(Required action): With no words added or dropped, transcribe the listing that follows.
□ □ □
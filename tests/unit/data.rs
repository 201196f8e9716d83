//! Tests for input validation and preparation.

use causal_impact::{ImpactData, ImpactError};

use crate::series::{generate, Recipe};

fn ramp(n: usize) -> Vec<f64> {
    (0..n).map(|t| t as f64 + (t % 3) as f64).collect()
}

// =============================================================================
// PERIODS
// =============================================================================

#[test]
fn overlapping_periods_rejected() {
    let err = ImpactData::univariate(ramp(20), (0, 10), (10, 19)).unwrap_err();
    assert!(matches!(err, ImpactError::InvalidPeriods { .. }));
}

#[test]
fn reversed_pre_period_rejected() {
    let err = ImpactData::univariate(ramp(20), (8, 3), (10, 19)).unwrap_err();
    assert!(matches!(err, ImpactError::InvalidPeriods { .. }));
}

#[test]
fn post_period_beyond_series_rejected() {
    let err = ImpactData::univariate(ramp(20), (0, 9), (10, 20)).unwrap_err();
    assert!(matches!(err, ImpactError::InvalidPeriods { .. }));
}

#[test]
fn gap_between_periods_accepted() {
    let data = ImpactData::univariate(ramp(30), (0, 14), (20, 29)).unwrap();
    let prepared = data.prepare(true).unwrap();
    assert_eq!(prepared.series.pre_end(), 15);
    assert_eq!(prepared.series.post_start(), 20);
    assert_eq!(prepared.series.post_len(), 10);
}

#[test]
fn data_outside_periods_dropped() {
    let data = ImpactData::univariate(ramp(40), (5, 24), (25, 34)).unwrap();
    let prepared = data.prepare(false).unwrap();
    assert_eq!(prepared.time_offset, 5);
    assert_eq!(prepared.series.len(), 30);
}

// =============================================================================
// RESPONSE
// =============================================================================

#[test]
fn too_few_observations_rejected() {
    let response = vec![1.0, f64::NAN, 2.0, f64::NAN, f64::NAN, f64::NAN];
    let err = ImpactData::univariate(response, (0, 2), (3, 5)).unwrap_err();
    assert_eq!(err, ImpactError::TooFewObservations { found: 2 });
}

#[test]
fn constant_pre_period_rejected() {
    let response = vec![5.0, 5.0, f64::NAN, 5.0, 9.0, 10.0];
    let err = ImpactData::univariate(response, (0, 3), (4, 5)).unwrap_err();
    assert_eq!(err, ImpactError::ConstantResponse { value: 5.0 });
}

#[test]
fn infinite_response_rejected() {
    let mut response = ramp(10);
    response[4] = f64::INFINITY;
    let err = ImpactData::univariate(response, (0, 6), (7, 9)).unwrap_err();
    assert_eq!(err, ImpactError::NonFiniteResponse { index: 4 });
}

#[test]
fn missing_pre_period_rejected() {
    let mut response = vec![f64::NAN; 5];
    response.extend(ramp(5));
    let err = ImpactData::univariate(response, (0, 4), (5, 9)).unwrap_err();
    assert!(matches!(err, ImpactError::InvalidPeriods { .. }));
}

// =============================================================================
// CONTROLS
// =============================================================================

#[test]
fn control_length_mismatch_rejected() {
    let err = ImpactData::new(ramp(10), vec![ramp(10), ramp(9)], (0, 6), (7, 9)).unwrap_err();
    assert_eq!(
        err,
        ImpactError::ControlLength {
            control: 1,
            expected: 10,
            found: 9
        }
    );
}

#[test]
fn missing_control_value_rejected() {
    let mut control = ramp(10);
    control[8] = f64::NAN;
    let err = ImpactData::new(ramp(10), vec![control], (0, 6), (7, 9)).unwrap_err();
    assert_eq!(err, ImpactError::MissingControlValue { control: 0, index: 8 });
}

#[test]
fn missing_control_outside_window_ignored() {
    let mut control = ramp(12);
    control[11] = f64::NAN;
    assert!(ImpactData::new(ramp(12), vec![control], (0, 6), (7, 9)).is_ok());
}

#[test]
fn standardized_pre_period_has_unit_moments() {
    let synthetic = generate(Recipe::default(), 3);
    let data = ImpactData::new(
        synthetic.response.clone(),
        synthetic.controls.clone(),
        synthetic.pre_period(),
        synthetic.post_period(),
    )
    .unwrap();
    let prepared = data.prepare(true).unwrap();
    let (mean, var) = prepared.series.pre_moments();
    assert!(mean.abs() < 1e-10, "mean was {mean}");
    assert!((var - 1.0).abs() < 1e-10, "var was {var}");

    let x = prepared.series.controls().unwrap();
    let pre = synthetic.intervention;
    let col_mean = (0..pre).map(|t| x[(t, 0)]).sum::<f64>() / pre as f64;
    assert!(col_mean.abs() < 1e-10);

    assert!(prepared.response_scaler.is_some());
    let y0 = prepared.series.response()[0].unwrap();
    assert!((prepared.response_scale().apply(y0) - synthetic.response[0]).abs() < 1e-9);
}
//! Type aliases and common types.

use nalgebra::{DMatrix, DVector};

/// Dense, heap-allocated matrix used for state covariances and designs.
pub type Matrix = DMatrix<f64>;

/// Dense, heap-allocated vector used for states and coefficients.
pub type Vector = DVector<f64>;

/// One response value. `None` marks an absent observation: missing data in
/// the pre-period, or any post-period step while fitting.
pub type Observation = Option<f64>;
□ □ □
(Answer for the task):
filename tests/unit/data.rs
repository 201196f8e9716d83
//! Tests for input validation and preparation.

use causal_impact::{ImpactData, ImpactError};

use crate::series::{generate, Recipe};

fn ramp(n: usize) -> Vec<f64> {
    (0..n).map(|t| t as f64 + (t % 3) as f64).collect()
}

// =============================================================================
// PERIODS
// =============================================================================

#[test]
fn overlapping_periods_rejected() {
    let err = ImpactData::univariate(ramp(20), (0, 10), (10, 19)).unwrap_err();
    assert!(matches!(err, ImpactError::InvalidPeriods { .. }));
}

#[test]
fn reversed_pre_period_rejected() {
    let err = ImpactData::univariate(ramp(20), (8, 3), (10, 19)).unwrap_err();
    assert!(matches!(err, ImpactError::InvalidPeriods { .. }));
}

#[test]
fn post_period_beyond_series_rejected() {
    let err = ImpactData::univariate(ramp(20), (0, 9), (10, 20)).unwrap_err();
    assert!(matches!(err, ImpactError::InvalidPeriods { .. }));
}

#[test]
fn gap_between_periods_accepted() {
    let data = ImpactData::univariate(ramp(30), (0, 14), (20, 29)).unwrap();
    let prepared = data.prepare(true).unwrap();
    assert_eq!(prepared.series.pre_end(), 15);
    assert_eq!(prepared.series.post_start(), 20);
    assert_eq!(prepared.series.post_len(), 10);
}

#[test]
fn data_outside_periods_dropped() {
    let data = ImpactData::univariate(ramp(40), (5, 24), (25, 34)).unwrap();
    let prepared = data.prepare(false).unwrap();
    assert_eq!(prepared.time_offset, 5);
    assert_eq!(prepared.series.len(), 30);
}

// =============================================================================
// RESPONSE
// =============================================================================

#[test]
fn too_few_observations_rejected() {
    let response = vec![1.0, f64::NAN, 2.0, f64::NAN, f64::NAN, f64::NAN];
    let err = ImpactData::univariate(response, (0, 2), (3, 5)).unwrap_err();
    assert_eq!(err, ImpactError::TooFewObservations { found: 2 });
}

#[test]
fn constant_pre_period_rejected() {
    let response = vec![5.0, 5.0, f64::NAN, 5.0, 9.0, 10.0];
    let err = ImpactData::univariate(response, (0, 3), (4, 5)).unwrap_err();
    assert_eq!(err, ImpactError::ConstantResponse { value: 5.0 });
}

#[test]
fn infinite_response_rejected() {
    let mut response = ramp(10);
    response[4] = f64::INFINITY;
    let err = ImpactData::univariate(response, (0, 6), (7, 9)).unwrap_err();
    assert_eq!(err, ImpactError::NonFiniteResponse { index: 4 });
}

#[test]
fn missing_pre_period_rejected() {
    let mut response = vec![f64::NAN; 5];
    response.extend(ramp(5));
    let err = ImpactData::univariate(response, (0, 4), (5, 9)).unwrap_err();
    assert!(matches!(err, ImpactError::InvalidPeriods { .. }));
}

// =============================================================================
// CONTROLS
// =============================================================================

#[test]
fn control_length_mismatch_rejected() {
    let err = ImpactData::new(ramp(10), vec![ramp(10), ramp(9)], (0, 6), (7, 9)).unwrap_err();
    assert_eq!(
        err,
        ImpactError::ControlLength {
            control: 1,
            expected: 10,
            found: 9
        }
    );
}

#[test]
fn missing_control_value_rejected() {
    let mut control = ramp(10);
    control[8] = f64::NAN;
    let err = ImpactData::new(ramp(10), vec![control], (0, 6), (7, 9)).unwrap_err();
    assert_eq!(err, ImpactError::MissingControlValue { control: 0, index: 8 });
}

#[test]
fn missing_control_outside_window_ignored() {
    let mut control = ramp(12);
    control[11] = f64::NAN;
    assert!(ImpactData::new(ramp(12), vec![control], (0, 6), (7, 9)).is_ok());
}

#[test]
fn standardized_pre_period_has_unit_moments() {
    let synthetic = generate(Recipe::default(), 3);
    let data = ImpactData::new(
        synthetic.response.clone(),
        synthetic.controls.clone(),
        synthetic.pre_period(),
        synthetic.post_period(),
    )
    .unwrap();
    let prepared = data.prepare(true).unwrap();
    let (mean, var) = prepared.series.pre_moments();
    assert!(mean.abs() < 1e-10, "mean was {mean}");
    assert!((var - 1.0).abs() < 1e-10, "var was {var}");

    let x = prepared.series.controls().unwrap();
    let pre = synthetic.intervention;
    let col_mean = (0..pre).map(|t| x[(t, 0)]).sum::<f64>() / pre as f64;
    assert!(col_mean.abs() < 1e-10);

    assert!(prepared.response_scaler.is_some());
    let y0 = prepared.series.response()[0].unwrap();
    assert!((prepared.response_scale().apply(y0) - synthetic.response[0]).abs() < 1e-9);
}
//! Type aliases and common types.

use nalgebra::{DMatrix, DVector};

/// Dense, heap-allocated matrix used for state covariances and designs.
pub type Matrix = DMatrix<f64>;

/// Dense, heap-allocated vector used for states and coefficients.
pub type Vector = DVector<f64>;

/// One response value. `None` marks an absent observation: missing data in
/// the pre-period, or any post-period step while fitting.
pub type Observation = Option<f64>;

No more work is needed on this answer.